March 17, 2010
This article was contributed by Neil Brown
One of the many memorable lines from Douglas Adams's famous work
The
Hitchhiker's Guide to the Galaxy was the accusation, probably leveled by
supporters of the Encyclopedia Galactica, that the Hitchhiker's Guide
was "unevenly edited" and "contains many passages which simply seemed
to its editors like a good idea at the time." With small
modifications, such as replacing "edited" with "reviewed", this
description seems very relevant to the Linux kernel, and undoubtedly
many other bodies of software, whether open or closed, free or
proprietary. Review is at best "uneven".
It isn't hard to find complaints that the code in the Linux kernel
isn't being reviewed enough, or that we need more reviewers. The
creation of tags like "Reviewed-by" for patches was in part an
attempt to address this by giving more credit to reviewers and there
by encouraging more people to get involved in that role.

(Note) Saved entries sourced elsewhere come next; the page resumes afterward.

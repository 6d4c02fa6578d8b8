//! Search and lookup API.

use super::Query;
use crate::client::{InfermedicaClient, RequestOptions};
use crate::error::{Error, Result};
use crate::tokens::Sex;
use crate::types::{Age, LookupResult, SearchRequest, SearchResult};

/// Search API client.
pub struct SearchApi {
    client: InfermedicaClient,
}

impl SearchApi {
    pub(crate) fn new(client: InfermedicaClient) -> Self {
        Self { client }
    }

    /// Find observations whose names match a phrase.
    pub async fn search(&self, request: &SearchRequest) -> Result<Vec<SearchResult>> {
        request.validate()?;
        let path = Query::new()
            .pair("phrase", &request.phrase)
            .pair("sex", request.sex.as_str())
            .pair("max_results", &request.max_results.to_string())
            .list("types", request.types.iter().map(|t| t.as_str()))
            .age(&request.age)
            .to_path("search");
        self.client.get(&path, RequestOptions::new()).await
    }

    /// Find the single observation that best matches a phrase.
    pub async fn lookup(&self, phrase: &str, sex: Sex, age: Option<&Age>) -> Result<LookupResult> {
        if phrase.trim().is_empty() {
            return Err(Error::InvalidArgument("lookup phrase is empty".to_string()));
        }
        let mut query = Query::new().pair("phrase", phrase).pair("sex", sex.as_str());
        if let Some(age) = age {
            query = query.age(age);
        }
        self.client
            .get(&query.to_path("lookup"), RequestOptions::new())
            .await
    }
}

However one can equally well find complaints about too much review,
where developers cannot make progress with some feature because,
every time they post a revision, someone new complains about something
else and so, in the pursuit of perfection, the good is lost.
Similarly, though it does not seem to be a problem lately, there have
been times when lots of review would simply result in complaints about
white-space inconsistency and spelling mistakes -- things that are
worth correcting, but not worth burying a valuable contribution under.
Finding the right topic, the right level, and the right forum for
review is not easy (and finding the time can be even harder). This
article doesn't propose to address those questions directly, but rather
to present a sample of review - a particular topic at a particular
level on a particular forum, in the hope that it will be useful.
The topic chosen, largely because it is something that your author has
needed to work with lately without completely understanding, is
"sysfs", the virtual filesystem that provides access to some of the
internals of the Linux kernel. And in particular, the attribute files
that expose the fine detail of that access.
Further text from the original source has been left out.